BRIEF |
Where a line of the records contains the word "crypto", show that line.

========

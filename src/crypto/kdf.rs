//! Password-based key derivation using PBKDF2-HMAC-SHA256.
//!
//! One passphrase and one 32-byte salt produce two independent 256-bit
//! keys: the AEAD key is derived with the salt as stored, the HMAC key
//! with the salt byte-reversed.  Every unlock repeats the full derivation;
//! nothing is cached between sessions.

use pbkdf2::pbkdf2_hmac;
use sha2::{Digest, Sha256};
use zeroize::{Zeroize, ZeroizeOnDrop};

use super::random::{random_array, RandomSource};
use crate::errors::{Result, VaultError};

/// Length of the salt in bytes (256 bits).
pub const SALT_LEN: usize = 32;

/// Length of each derived key in bytes (256 bits, for AES-256 / HMAC-SHA256).
pub const KEY_LEN: usize = 32;

/// Passphrases shorter than this (in characters) are rejected.
pub const MIN_PASSPHRASE_LEN: usize = 8;

/// OWASP 2023 recommendation for PBKDF2-SHA256.
pub const DEFAULT_ITERATIONS: u32 = 600_000;

/// Highest iteration count a document may ask for.
pub const MAX_ITERATIONS: u32 = 10_000_000;

/// Tunable PBKDF2 parameters.
///
/// The iteration count is stored alongside the salt so a vault keeps
/// opening with the count it was created with.
#[derive(Debug, Clone, Copy, PartialEq, Eq)]
pub struct KdfParams {
    pub iterations: u32,
}

impl Default for KdfParams {
    fn default() -> Self {
        Self {
            iterations: DEFAULT_ITERATIONS,
        }
    }
}

impl KdfParams {
    /// Reject iteration counts below the hardening floor or above the
    /// ceiling.
    pub fn validate(&self) -> Result<()> {
        if self.iterations < DEFAULT_ITERATIONS {
            return Err(VaultError::KeyDerivationFailed(format!(
                "PBKDF2 iterations must be at least {DEFAULT_ITERATIONS} (got {})",
                self.iterations
            )));
        }
        if self.iterations > MAX_ITERATIONS {
            return Err(VaultError::KeyDerivationFailed(format!(
                "PBKDF2 iterations must be at most {MAX_ITERATIONS} (got {})",
                self.iterations
            )));
        }
        Ok(())
    }
}

/// The key pair held by an unlocked session.  Zeroed on drop.
#[derive(Zeroize, ZeroizeOnDrop)]
pub struct DerivedKeys {
    cipher_key: [u8; KEY_LEN],
    mac_key: [u8; KEY_LEN],
}

impl DerivedKeys {
    /// Key for AES-256-GCM.
    pub fn cipher_key(&self) -> &[u8; KEY_LEN] {
        &self.cipher_key
    }

    /// Key for the HMAC-SHA256 integrity tag.
    pub fn mac_key(&self) -> &[u8; KEY_LEN] {
        &self.mac_key
    }

    #[cfg(test)]
    pub(crate) fn from_raw(cipher_key: [u8; KEY_LEN], mac_key: [u8; KEY_LEN]) -> Self {
        Self {
            cipher_key,
            mac_key,
        }
    }
}

impl std::fmt::Debug for DerivedKeys {
    fn fmt(&self, f: &mut std::fmt::Formatter<'_>) -> std::fmt::Result {
        f.write_str("DerivedKeys(<redacted>)")
    }
}

/// Check the minimum-length rule without deriving anything.
pub fn check_passphrase(passphrase: &str) -> Result<()> {
    if passphrase.chars().count() < MIN_PASSPHRASE_LEN {
        return Err(VaultError::WeakPassphrase {
            min: MIN_PASSPHRASE_LEN,
        });
    }
    Ok(())
}

/// Derive the cipher key and MAC key from `passphrase` and `salt`.
///
/// A wrong passphrase is not detectable here; it only surfaces when the
/// verification record fails to authenticate.
pub fn derive_keys(
    passphrase: &str,
    salt: &[u8; SALT_LEN],
    params: &KdfParams,
) -> Result<DerivedKeys> {
    check_passphrase(passphrase)?;
    params.validate()?;

    let mut keys = DerivedKeys {
        cipher_key: [0u8; KEY_LEN],
        mac_key: [0u8; KEY_LEN],
    };

    pbkdf2_hmac::<Sha256>(
        passphrase.as_bytes(),
        salt,
        params.iterations,
        &mut keys.cipher_key,
    );

    let mut reversed = *salt;
    reversed.reverse();
    pbkdf2_hmac::<Sha256>(
        passphrase.as_bytes(),
        &reversed,
        params.iterations,
        &mut keys.mac_key,
    );

    Ok(keys)
}

/// Generate a fresh 32-byte salt.
///
/// The random bytes are XOR-mixed with a digest of the wall clock and the
/// process id.  The mixing is advisory; the CSPRNG output alone is enough.
pub fn generate_salt(rng: &mut dyn RandomSource, now_ms: i64) -> Result<[u8; SALT_LEN]> {
    let mut salt: [u8; SALT_LEN] = random_array(rng)?;

    let mut hasher = Sha256::new();
    hasher.update(now_ms.to_le_bytes());
    hasher.update(std::process::id().to_le_bytes());
    let extra = hasher.finalize();

    for (byte, mix) in salt.iter_mut().zip(extra.iter()) {
        *byte ^= mix;
    }
    Ok(salt)
}

#[cfg(test)]
mod tests {
    use super::*;
    use crate::crypto::random::OsRandom;

    #[test]
    fn short_passphrase_rejected_before_derivation() {
        let salt = [7u8; SALT_LEN];
        let err = derive_keys("1234567", &salt, &KdfParams::default()).unwrap_err();
        assert!(matches!(err, VaultError::WeakPassphrase { min: 8 }));
    }

    #[test]
    fn length_counts_characters_not_bytes() {
        // Eight characters, sixteen bytes.
        assert!(check_passphrase("пппппппп").is_ok());
        assert!(check_passphrase("ппппппп").is_err());
    }

    #[test]
    fn low_iteration_count_rejected() {
        let params = KdfParams { iterations: 1_000 };
        assert!(matches!(
            params.validate(),
            Err(VaultError::KeyDerivationFailed(_))
        ));
    }

    #[test]
    fn excessive_iteration_count_rejected() {
        let params = KdfParams {
            iterations: MAX_ITERATIONS + 1,
        };
        assert!(matches!(
            params.validate(),
            Err(VaultError::KeyDerivationFailed(_))
        ));
    }

    #[test]
    fn cipher_and_mac_keys_differ() {
        let salt = [0x42u8; SALT_LEN];
        let mut salt_asym = salt;
        salt_asym[0] = 1;
        let keys = derive_keys("correct-horse", &salt_asym, &KdfParams::default()).unwrap();
        assert_ne!(keys.cipher_key(), keys.mac_key());
    }

    #[test]
    fn derivation_is_deterministic() {
        let salt = generate_salt(&mut OsRandom, 1_700_000_000_000).unwrap();
        let a = derive_keys("correct-horse", &salt, &KdfParams::default()).unwrap();
        let b = derive_keys("correct-horse", &salt, &KdfParams::default()).unwrap();
        assert_eq!(a.cipher_key(), b.cipher_key());
        assert_eq!(a.mac_key(), b.mac_key());
    }

    #[test]
    fn salts_are_unique() {
        let a = generate_salt(&mut OsRandom, 0).unwrap();
        let b = generate_salt(&mut OsRandom, 0).unwrap();
        assert_ne!(a, b);
    }
}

========

SOLUTION FOR THIS TASK |
filename src/crypto/kdf.rs
    use crate::crypto::random::OsRandom;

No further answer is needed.